── RECORDS FOR THE TASK ──

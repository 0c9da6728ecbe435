//! The optical element contract and shared mount geometry.
//!
//! Every placed element owns a [`Mount`]: a position, a unit orientation,
//! and the orthonormal local frame derived from it. The [`OpticalElement`]
//! trait adds the variant-specific behaviour on top: a side-effect-free
//! `hit` test, a discrete-ray interaction used during path discovery, and a
//! continuous-wavefront interaction used during coherent replay.

pub mod aperture;
pub mod camera;
pub mod lens;
pub mod mirror;

pub use aperture::{Iris, Slit, DEFAULT_IRIS_RADIUS, DEFAULT_PLATE_SIZE};
pub use camera::Camera;
pub use lens::{ConcaveLens, ConvexLens};
pub use mirror::Mirror;

use beamline_field::Wavefront;
use beamline_geometry::{Frame, Point3, Ray, Vec3, HIT_EPSILON};

use crate::scene::ObjectKind;

/// Shared placement state: position, unit orientation, derived local frame.
#[derive(Debug, Clone)]
pub struct Mount {
    position: Point3,
    orientation: Vec3,
    frame: Frame,
}

/// A valid plane intersection: the parametric distance and the local
/// transverse offsets of the intersection point from the element centre
/// (x along the frame's v axis, y along u).
#[derive(Debug, Clone, Copy)]
pub struct PlaneHit {
    pub distance: f64,
    pub x: f64,
    pub y: f64,
}

impl PlaneHit {
    /// Squared in-plane distance from the element centre.
    pub fn radial_sq(&self) -> f64 {
        self.x * self.x + self.y * self.y
    }
}

impl Mount {
    pub fn new(position: Point3, orientation: Vec3) -> Self {
        let orientation = orientation.normalize();
        Self {
            position,
            orientation,
            frame: Frame::from_axis(orientation),
        }
    }

    pub fn position(&self) -> Point3 {
        self.position
    }

    pub fn orientation(&self) -> Vec3 {
        self.orientation
    }

    pub fn frame(&self) -> &Frame {
        &self.frame
    }

    pub fn set_position(&mut self, position: Point3) {
        self.position = position;
    }

    /// Replace the orientation and rebuild the local frame.
    pub fn set_orientation(&mut self, orientation: Vec3) {
        self.orientation = orientation.normalize();
        self.frame = Frame::from_axis(self.orientation);
    }

    /// Intersect a ray with the element's transverse plane.
    ///
    /// `None` when the ray is parallel to the plane (|d·w| < ε) or the
    /// intersection lies behind the origin (t < ε). Footprint tests are the
    /// caller's job.
    pub fn intersect(&self, ray: &Ray) -> Option<PlaneHit> {
        let denom = ray.direction().dot(&self.orientation);
        if denom.abs() < HIT_EPSILON {
            return None;
        }

        let t = (self.position - ray.origin()).dot(&self.orientation) / denom;
        if t < HIT_EPSILON {
            return None;
        }

        let offset = ray.at(t) - self.position;
        Some(PlaneHit {
            distance: t,
            x: offset.dot(&self.frame.v),
            y: offset.dot(&self.frame.u),
        })
    }

    /// Transverse offset of a field's reference ray from the element centre,
    /// in the local (x, y) axes. Apodizing elements use this to mask a field
    /// whose axis does not pass through their centre.
    pub fn transverse_offset(&self, axis: &Ray) -> (f64, f64) {
        let d = axis.origin() - self.position;
        (d.dot(&self.frame.v), d.dot(&self.frame.u))
    }
}

/// The polymorphic unit of interaction on the bench.
///
/// Implementations must keep `hit` free of side effects; all state changes
/// happen in the two `interact_*` methods and `reset`.
pub trait OpticalElement {
    /// The element's variant tag, used by scene views and displays.
    fn kind(&self) -> ObjectKind;

    fn mount(&self) -> &Mount;

    fn mount_mut(&mut self) -> &mut Mount;

    /// Smallest parametric distance ≥ ε at which the ray meets the element's
    /// footprint, or `None` when the element is irrelevant to this ray.
    fn hit(&self, ray: &Ray) -> Option<f64>;

    /// Redirect or absorb a discrete ray.
    fn interact_ray(&self, ray: &mut Ray);

    /// Transform or accumulate a continuous field in place.
    fn interact_wavefront(&mut self, field: &mut Wavefront);

    /// Clear accumulated state. Only sensors carry any.
    fn reset(&mut self) {}

    /// Read access to a sensor's accumulated field.
    fn sensed(&self) -> Option<&Wavefront> {
        None
    }

    fn position(&self) -> Point3 {
        self.mount().position()
    }

    fn orientation(&self) -> Vec3 {
        self.mount().orientation()
    }

    fn set_position(&mut self, position: Point3) {
        self.mount_mut().set_position(position);
    }

    fn set_orientation(&mut self, orientation: Vec3) {
        self.mount_mut().set_orientation(orientation);
    }
}
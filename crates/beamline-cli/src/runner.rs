//! Bench assembly and simulation runner.

use std::fs;
use std::io::Write;
use std::path::Path;

use anyhow::{bail, Context, Result};
use ndarray::Array2;

use beamline_core::{
    Camera, ConcaveLens, ConvexLens, Iris, Mirror, ObjectId, ObjectKind, Scene, SimulationEngine,
    Slit, Source,
};
use beamline_field::BeamMode;
use beamline_geometry::{Point3, Vec3};

use crate::config::{BenchConfig, ObjectConfig};

/// Build a scene from a parsed bench description.
pub fn build_scene(config: &BenchConfig) -> Result<Scene> {
    let mut scene = Scene::new();
    for (index, object) in config.object.iter().enumerate() {
        place_object(&mut scene, object)
            .with_context(|| format!("object #{} ({})", index + 1, object.kind))?;
    }
    Ok(scene)
}

fn vec3(components: [f64; 3]) -> Vec3 {
    Vec3::new(components[0], components[1], components[2])
}

fn point3(components: [f64; 3]) -> Point3 {
    Point3::new(components[0], components[1], components[2])
}

fn place_object(scene: &mut Scene, object: &ObjectConfig) -> Result<ObjectId> {
    let position = point3(object.position);
    let orientation = vec3(object.orientation);
    if orientation.norm() < 1e-12 {
        bail!("orientation must be a non-zero vector");
    }

    let id = match object.kind {
        ObjectKind::Source => {
            let mut source = Source::new(position, orientation);
            if let Some(mode) = &object.mode {
                source.set_mode(parse_mode(mode, object)?);
            }
            if let Some(wavelength) = object.wavelength {
                source.set_wavelength(wavelength);
            }
            if let Some(waist) = object.waist {
                source.set_waist(waist);
            }
            if let Some(psi) = object.psi {
                source.set_psi(psi);
            }
            if let Some(delta) = object.delta {
                source.set_delta(delta);
            }
            if let Some(samples) = object.samples {
                source.set_samples(samples);
            }
            if let Some(extent) = object.extent {
                source.set_extent(extent);
            }
            scene.insert_source(source)
        }
        ObjectKind::Mirror => {
            let mut mirror = Mirror::new(position, orientation);
            if let Some(size) = object.size {
                mirror.set_size(size);
            }
            if let Some(reflectivity) = object.reflectivity {
                mirror.set_reflectivity(reflectivity);
            }
            scene.insert_element(Box::new(mirror))
        }
        ObjectKind::ConvexLens => {
            let diameter = object.radius.map(|r| 2.0 * r).unwrap_or(0.02);
            let focal_length = object.focal_length.unwrap_or(0.1);
            let lens = ConvexLens::new(position, orientation, diameter, focal_length);
            scene.insert_element(Box::new(lens))
        }
        ObjectKind::ConcaveLens => {
            let diameter = object.radius.map(|r| 2.0 * r).unwrap_or(0.02);
            let focal_length = object.focal_length.unwrap_or(0.1);
            let lens = ConcaveLens::new(position, orientation, diameter, focal_length);
            scene.insert_element(Box::new(lens))
        }
        ObjectKind::Iris => {
            let size = object.size.unwrap_or(0.02);
            let radius = object.radius.unwrap_or(0.01);
            scene.insert_element(Box::new(Iris::new(position, orientation, radius, size)))
        }
        ObjectKind::Slit => {
            let size = object.size.unwrap_or(0.02);
            let slit = Slit::new(
                position,
                orientation,
                size,
                object.height.unwrap_or(0.01),
                object.width.unwrap_or(1e-4),
                object.num_slits.unwrap_or(1),
                object.separation.unwrap_or(2e-4),
            );
            scene.insert_element(Box::new(slit))
        }
        ObjectKind::Camera => {
            let mut camera = Camera::new(position, orientation);
            if let Some(size) = object.size {
                camera.set_size(size);
            }
            scene.insert_element(Box::new(camera))
        }
    };
    log::debug!("placed {} as {}", object.kind, id);
    Ok(id)
}

fn parse_mode(mode: &str, object: &ObjectConfig) -> Result<BeamMode> {
    match mode {
        "plane" => Ok(BeamMode::Plane),
        "gaussian" => Ok(BeamMode::Gaussian),
        "lg" => Ok(BeamMode::LaguerreGauss {
            l: object.l.unwrap_or(0),
            p: object.p.unwrap_or(0),
        }),
        "hg" => Ok(BeamMode::HermiteGauss {
            m: object.m.unwrap_or(0),
            n: object.n.unwrap_or(0),
        }),
        "blank" => Ok(BeamMode::Blank),
        other => bail!("unknown beam mode '{other}' (expected plane, gaussian, lg, hg, or blank)"),
    }
}

/// Run the engine over a built scene and write per-camera maps.
pub fn run_simulation(config: &BenchConfig, scene: &mut Scene, out_dir: &Path) -> Result<()> {
    let engine = SimulationEngine::new(config.engine.trials);
    let sensors = engine.run(scene);

    if sensors.is_empty() {
        println!("No cameras in the scene; nothing to write.");
        return Ok(());
    }

    fs::create_dir_all(out_dir)
        .with_context(|| format!("creating output directory {}", out_dir.display()))?;

    for id in sensors {
        let Some(object) = scene.object(id) else {
            continue;
        };
        let name = sanitise(object.name());
        let Some(sensed) = object.as_element().and_then(|element| element.sensed()) else {
            println!("  {}: no light arrived", object.name());
            continue;
        };

        let intensity = sensed.intensity();
        let energy: f64 = intensity.sum();
        println!(
            "  {}: {}x{} samples, total energy {:.3e}",
            object.name(),
            sensed.samples(),
            sensed.samples(),
            energy
        );

        let intensity_path = out_dir.join(format!("{name}_intensity.csv"));
        write_grid_csv(&intensity, &intensity_path)?;
        println!("    intensity map written to {}", intensity_path.display());

        if config.output.save_phase {
            let phase_path = out_dir.join(format!("{name}_phase.csv"));
            write_grid_csv(&sensed.phase(), &phase_path)?;
            println!("    phase map written to {}", phase_path.display());
        }
    }

    Ok(())
}

/// Write one scalar grid as CSV, row per grid row.
fn write_grid_csv(grid: &Array2<f64>, path: &Path) -> Result<()> {
    let mut file =
        fs::File::create(path).with_context(|| format!("creating {}", path.display()))?;
    for row in grid.rows() {
        let line: Vec<String> = row.iter().map(|value| format!("{value:.6e}")).collect();
        writeln!(file, "{}", line.join(","))?;
    }
    Ok(())
}

fn sanitise(name: &str) -> String {
    name.chars()
        .map(|c| if c.is_alphanumeric() { c } else { '_' })
        .collect()
}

───

> **TASK**: Please transcribe the data above without changes, from its first line to its "during coherent replay." line, and leave out anything past that.

> **REPLY**:
repository 0c9da6728ecbe435
//! The optical element contract and shared mount geometry.
//!
//! Every placed element owns a [`Mount`]: a position, a unit orientation,
//! and the orthonormal local frame derived from it. The [`OpticalElement`]
//! trait adds the variant-specific behaviour on top: a side-effect-free
//! `hit` test, a discrete-ray interaction used during path discovery, and a
//! continuous-wavefront interaction used during coherent replay.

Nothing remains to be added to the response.